Continuing off the comments, I dont know how your system/packaging is setup, so its hard to say if you want to take the dependency off or not. For example, if you have say 1 github repo that you clone to both the beaglebone and the external computer so that they both have the same files, then you probably wouldnt want to remove move_base as a dependency since it will also affect your external computer.

Ideally, I think you may want to setup your system in a way similar to how Clearpath organizes there github repo for their jackal robot . You would basically divide the different parts related to the robot into separate repos. For example you could have say two repo's:

  • robot_control (this repo could contain any driver/sensor related items)
  • robot_navigation (this repo would have your move_base related items)
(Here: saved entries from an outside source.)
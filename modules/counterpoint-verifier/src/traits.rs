// Trait seams for the verification pipeline.
//
// WebSearcher wraps the search provider; text providers come in through
// ai_client::CompletionModel. Both let the pipeline run against the mocks in
// `testing` with no network.

use anyhow::Result;
use async_trait::async_trait;

use counterpoint_common::{CounterpointError, EvidenceItem};
use tavily_client::{SearchRequest, TavilyClient};

// ---------------------------------------------------------------------------
// WebSearcher
// ---------------------------------------------------------------------------

#[async_trait]
pub trait WebSearcher: Send + Sync {
    /// Run one search and map hits into evidence.
    async fn search(&self, request: &SearchRequest) -> Result<Vec<EvidenceItem>>;
}

#[async_trait]
impl WebSearcher for TavilyClient {
    async fn search(&self, request: &SearchRequest) -> Result<Vec<EvidenceItem>> {
        let response = TavilyClient::search(self, request)
            .await
            .map_err(|e| CounterpointError::Transport(e.to_string()))?;

        Ok(response
            .results
            .into_iter()
            .map(|r| EvidenceItem {
                url: r.url,
                title: r.title,
                content: r.content,
            })
            .collect())
    }
}
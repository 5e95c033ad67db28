use std::time::Duration;

use reqwest::header::{HeaderMap, HeaderValue, AUTHORIZATION, CONTENT_TYPE};
use tracing::debug;

use super::types::*;
use crate::error::{AiError, Result};

pub(crate) const OPENAI_API_URL: &str = "https://api.openai.com/v1";

pub(crate) struct OpenAiClient {
    api_key: String,
    http: reqwest::Client,
    base_url: String,
    timeout: Duration,
}

impl OpenAiClient {
    pub fn new(api_key: &str, http: reqwest::Client, timeout: Duration) -> Self {
        Self {
            api_key: api_key.to_string(),
            http,
            base_url: OPENAI_API_URL.to_string(),
            timeout,
        }
    }

    pub fn with_base_url(mut self, url: &str) -> Self {
        self.base_url = url.trim_end_matches('/').to_string();
        self
    }

    fn headers(&self) -> Result<HeaderMap> {
        let mut headers = HeaderMap::new();
        headers.insert(
            AUTHORIZATION,
            HeaderValue::from_str(&format!("Bearer {}", self.api_key))?,
        );
        headers.insert(CONTENT_TYPE, HeaderValue::from_static("application/json"));
        Ok(headers)
    }

    pub async fn chat(&self, request: &ChatRequest) -> Result<ChatResponse> {
        let url = format!("{}/chat/completions", self.base_url);

        debug!(model = %request.model, base_url = %self.base_url, "Chat completion request");

        let response = self
            .http
            .post(&url)
            .headers(self.headers()?)
            .timeout(self.timeout)
            .json(request)
            .send()
            .await?;

        if !response.status().is_success() {
            let status = response.status();
            let message = response.text().await.unwrap_or_default();
            return Err(AiError::Api {
                status: status.as_u16(),
                message,
            });
        }

        Ok(response.json().await?)
    }
}
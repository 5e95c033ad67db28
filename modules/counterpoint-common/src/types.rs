use serde::{Deserialize, Deserializer, Serialize};
use serde_json::Value;

use crate::error::CounterpointError;

/// Sentinel stored when a report carries no usable confidence.
pub const NOT_AVAILABLE: &str = "N/A";

// --- Topic ---

/// A user-supplied subject. Only guarantee: non-empty after trimming.
#[derive(Debug, Clone, PartialEq, Eq, Hash, Serialize, Deserialize)]
#[serde(transparent)]
pub struct Topic(String);

impl Topic {
    pub fn new(raw: impl AsRef<str>) -> Result<Self, CounterpointError> {
        let trimmed = raw.as_ref().trim();
        if trimmed.is_empty() {
            return Err(CounterpointError::Validation(
                "topic must not be empty".to_string(),
            ));
        }
        Ok(Self(trimmed.to_string()))
    }

    pub fn as_str(&self) -> &str {
        &self.0
    }
}

impl std::fmt::Display for Topic {
    fn fmt(&self, f: &mut std::fmt::Formatter<'_>) -> std::fmt::Result {
        f.write_str(&self.0)
    }
}

// --- Evidence ---

/// One retrieved web document. Lives only for the duration of a run.
#[derive(Debug, Clone, PartialEq, Eq, Serialize, Deserialize)]
pub struct EvidenceItem {
    pub url: String,
    pub title: String,
    pub content: String,
}

// --- Social Signal ---

#[derive(Debug, Clone, Default, PartialEq, Eq, Serialize, Deserialize)]
pub struct SocialPost {
    #[serde(default, deserialize_with = "null_as_default")]
    pub handle: String,
    #[serde(default, deserialize_with = "null_as_default")]
    pub link: String,
    #[serde(default, deserialize_with = "null_as_default")]
    pub text: String,
}

/// Social-media sentiment for a topic, as emitted by the chat provider.
#[derive(Debug, Clone, Default, PartialEq, Eq, Serialize, Deserialize)]
pub struct SocialIntel {
    #[serde(
        rename = "x_summary",
        alias = "summary",
        default,
        deserialize_with = "null_as_default"
    )]
    pub summary: String,
    #[serde(default, deserialize_with = "lenient_strings")]
    pub viral_rumors: Vec<String>,
    #[serde(default, deserialize_with = "null_as_default")]
    pub sources: Vec<SocialPost>,
}

fn null_as_default<'de, D, T>(deserializer: D) -> Result<T, D::Error>
where
    D: Deserializer<'de>,
    T: Default + Deserialize<'de>,
{
    Ok(Option::<T>::deserialize(deserializer)?.unwrap_or_default())
}

/// A list of strings; a lone string becomes a one-item list and non-string
/// items keep their JSON text.
fn lenient_strings<'de, D>(deserializer: D) -> Result<Vec<String>, D::Error>
where
    D: Deserializer<'de>,
{
    Ok(match Value::deserialize(deserializer)? {
        Value::Null => Vec::new(),
        Value::Array(items) => items.into_iter().map(value_text).collect(),
        other => vec![value_text(other)],
    })
}

fn value_text(value: Value) -> String {
    match value {
        Value::String(s) => s,
        Value::Null => String::new(),
        other => other.to_string(),
    }
}

#[derive(Debug, Clone, PartialEq, Eq, Serialize, Deserialize)]
pub struct SocialSignalError {
    pub error: String,
    #[serde(default, skip_serializing_if = "Option::is_none")]
    pub raw: Option<String>,
}

/// Either a parsed social summary or a displayable error.
///
/// Serialized untagged so history files hold either `{x_summary, ...}` or
/// `{error, raw?}`. The error shape is tried first: it is the only one with a
/// required field. Anything else found in a history file is kept verbatim as
/// `Other`.
#[derive(Debug, Clone, PartialEq, Eq, Serialize, Deserialize)]
#[serde(untagged)]
pub enum SocialSignal {
    Error(SocialSignalError),
    Intel(SocialIntel),
    Other(Value),
}

impl SocialSignal {
    pub fn error(message: impl Into<String>) -> Self {
        SocialSignal::Error(SocialSignalError {
            error: message.into(),
            raw: None,
        })
    }

    pub fn error_with_raw(message: impl Into<String>, raw: impl Into<String>) -> Self {
        SocialSignal::Error(SocialSignalError {
            error: message.into(),
            raw: Some(raw.into()),
        })
    }

    pub fn is_error(&self) -> bool {
        matches!(self, SocialSignal::Error(_))
    }

    /// `None` for JSON null.
    pub fn from_value(value: &Value) -> Option<Self> {
        if value.is_null() {
            return None;
        }
        Some(
            serde_json::from_value(value.clone())
                .unwrap_or_else(|_| SocialSignal::Other(value.clone())),
        )
    }
}

// --- Confidence ---

/// Typed confidence as persisted in `confidence_score`: a JSON integer when
/// the model gave a number, otherwise the literal text (normally "N/A").
#[derive(Debug, Clone, PartialEq, Eq, Serialize)]
#[serde(untagged)]
pub enum Confidence {
    Score(u8),
    Unscored(String),
}

impl Confidence {
    /// Interpret the raw text captured from a `CONFIDENCE:` line.
    /// Integers above 100 clamp to 100; anything non-integer stays unscored.
    pub fn from_raw(raw: &str) -> Self {
        let trimmed = raw.trim();
        match trimmed.parse::<u64>() {
            Ok(n) => Confidence::Score(n.min(100) as u8),
            Err(_) => Confidence::Unscored(trimmed.to_string()),
        }
    }

    /// Interpret whatever a history file holds: integers, whole floats and
    /// numeric strings score (clamped to 100), null is the default, anything
    /// else is kept as text.
    pub fn from_value(value: &Value) -> Self {
        match value {
            Value::Null => Confidence::default(),
            Value::String(s) => Confidence::from_raw(s),
            Value::Number(n) => {
                if let Some(u) = n.as_u64() {
                    Confidence::Score(u.min(100) as u8)
                } else if let Some(f) = n
                    .as_f64()
                    .filter(|f| f.is_finite() && *f >= 0.0 && f.fract() == 0.0)
                {
                    Confidence::Score(f.min(100.0) as u8)
                } else {
                    Confidence::Unscored(n.to_string())
                }
            }
            other => Confidence::Unscored(other.to_string()),
        }
    }

    pub fn score(&self) -> Option<u8> {
        match self {
            Confidence::Score(n) => Some(*n),
            Confidence::Unscored(_) => None,
        }
    }

    pub fn level(&self) -> ConfidenceLevel {
        ConfidenceLevel::from_score(self.score().unwrap_or(0))
    }
}

impl<'de> Deserialize<'de> for Confidence {
    fn deserialize<D: Deserializer<'de>>(deserializer: D) -> Result<Self, D::Error> {
        Ok(Confidence::from_value(&Value::deserialize(deserializer)?))
    }
}

impl Default for Confidence {
    fn default() -> Self {
        Confidence::Unscored(NOT_AVAILABLE.to_string())
    }
}

impl std::fmt::Display for Confidence {
    fn fmt(&self, f: &mut std::fmt::Formatter<'_>) -> std::fmt::Result {
        match self {
            Confidence::Score(n) => write!(f, "{n}"),
            Confidence::Unscored(s) => f.write_str(s),
        }
    }
}

#[derive(Debug, Clone, Copy, PartialEq, Eq, Serialize, Deserialize)]
#[serde(rename_all = "snake_case")]
pub enum ConfidenceLevel {
    Low,
    Medium,
    High,
}

impl ConfidenceLevel {
    pub fn from_score(score: u8) -> Self {
        if score >= 70 {
            ConfidenceLevel::High
        } else if score >= 40 {
            ConfidenceLevel::Medium
        } else {
            ConfidenceLevel::Low
        }
    }
}

impl std::fmt::Display for ConfidenceLevel {
    fn fmt(&self, f: &mut std::fmt::Formatter<'_>) -> std::fmt::Result {
        match self {
            ConfidenceLevel::Low => write!(f, "Low Confidence"),
            ConfidenceLevel::Medium => write!(f, "Medium Confidence"),
            ConfidenceLevel::High => write!(f, "High Confidence"),
        }
    }
}

// --- Verification Report ---

/// Fixed-shape fact-check report recovered from the model's free text.
#[derive(Debug, Clone, PartialEq, Eq, Serialize, Deserialize)]
pub struct VerificationReport {
    /// Text after `CONFIDENCE:` with `%` removed, unvalidated. "N/A" if absent.
    pub confidence: String,
    pub key_findings: Vec<String>,
    pub unverified_claims: Vec<String>,
    pub summary: String,
}

impl VerificationReport {
    pub fn confidence_score(&self) -> Confidence {
        Confidence::from_raw(&self.confidence)
    }
}

impl Default for VerificationReport {
    fn default() -> Self {
        Self {
            confidence: NOT_AVAILABLE.to_string(),
            key_findings: Vec::new(),
            unverified_claims: Vec::new(),
            summary: String::new(),
        }
    }
}

// --- History ---

/// One persisted run.
///
/// Decoding never fails for an object: missing or odd-typed fields fall back
/// to defaults so one unusual entry cannot hide its neighbours.
#[derive(Debug, Clone, Default, PartialEq, Eq, Serialize)]
pub struct HistoryEntry {
    pub timestamp: String,
    pub topic: String,
    pub confidence_score: Confidence,
    pub report_html: String,
    pub x_intel_data: Option<SocialSignal>,
}

impl HistoryEntry {
    /// `None` when `value` is not a JSON object.
    pub fn from_value(value: &Value) -> Option<Self> {
        let obj = value.as_object()?;
        let text = |key: &str| obj.get(key).cloned().map(value_text).unwrap_or_default();

        Some(Self {
            timestamp: text("timestamp"),
            topic: text("topic"),
            confidence_score: obj
                .get("confidence_score")
                .map(Confidence::from_value)
                .unwrap_or_default(),
            report_html: text("report_html"),
            x_intel_data: obj.get("x_intel_data").and_then(SocialSignal::from_value),
        })
    }
}

impl<'de> Deserialize<'de> for HistoryEntry {
    fn deserialize<D: Deserializer<'de>>(deserializer: D) -> Result<Self, D::Error> {
        let value = Value::deserialize(deserializer)?;
        HistoryEntry::from_value(&value)
            .ok_or_else(|| serde::de::Error::custom("history entry must be a JSON object"))
    }
}
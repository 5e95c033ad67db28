pub mod config;
pub mod error;
pub mod file_config;
pub mod types;

pub use config::Config;
pub use error::CounterpointError;
pub use file_config::FileConfig;
pub use types::*;
use thiserror::Error;

pub type Result<T> = std::result::Result<T, AiError>;

#[derive(Debug, Error)]
pub enum AiError {
    #[error("Configuration error: {0}")]
    Config(String),

    #[error("Network error: {0}")]
    Network(String),

    #[error("API error (status {status}): {message}")]
    Api { status: u16, message: String },

    #[error("Parse error: {0}")]
    Parse(String),

    #[error("Empty response from {0}")]
    EmptyResponse(&'static str),
}

impl From<reqwest::Error> for AiError {
    fn from(e: reqwest::Error) -> Self {
        AiError::Network(e.to_string())
    }
}

impl From<serde_json::Error> for AiError {
    fn from(e: serde_json::Error) -> Self {
        AiError::Parse(e.to_string())
    }
}

impl From<reqwest::header::InvalidHeaderValue> for AiError {
    fn from(e: reqwest::header::InvalidHeaderValue) -> Self {
        AiError::Config(format!("invalid header value: {e}"))
    }
}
That way you could only clone the robot_control repo to your beaglebone (and not even have to install/have move_base on the beaglebone) and clone the robot_navigation repo to your external computer (where you would have move_base listed as a dependency just like they tell you to in the setting up the navigation stack tutorials)

If you setup your network correctly, then just run the sensors and robot driving related stuff on your beaglebone, and run move_base on your external computer. You can also look at the roslaunch machine examples to launch nodes on different machines, from a single computer (all on same network)

EDIT 1: My understanding of it (may be wrong) is that "jackal" is a common package used amongst all the different types of jackal setups (simulation or real world). Things like the URDF of the robot, and custom messages the robot sends. Jackal_robot is specific to the physical robot itself (boot up/onstart procedures). If you spend some time looking through clearpath's repo's you will learn ALOT. It just takes time and curiosity :)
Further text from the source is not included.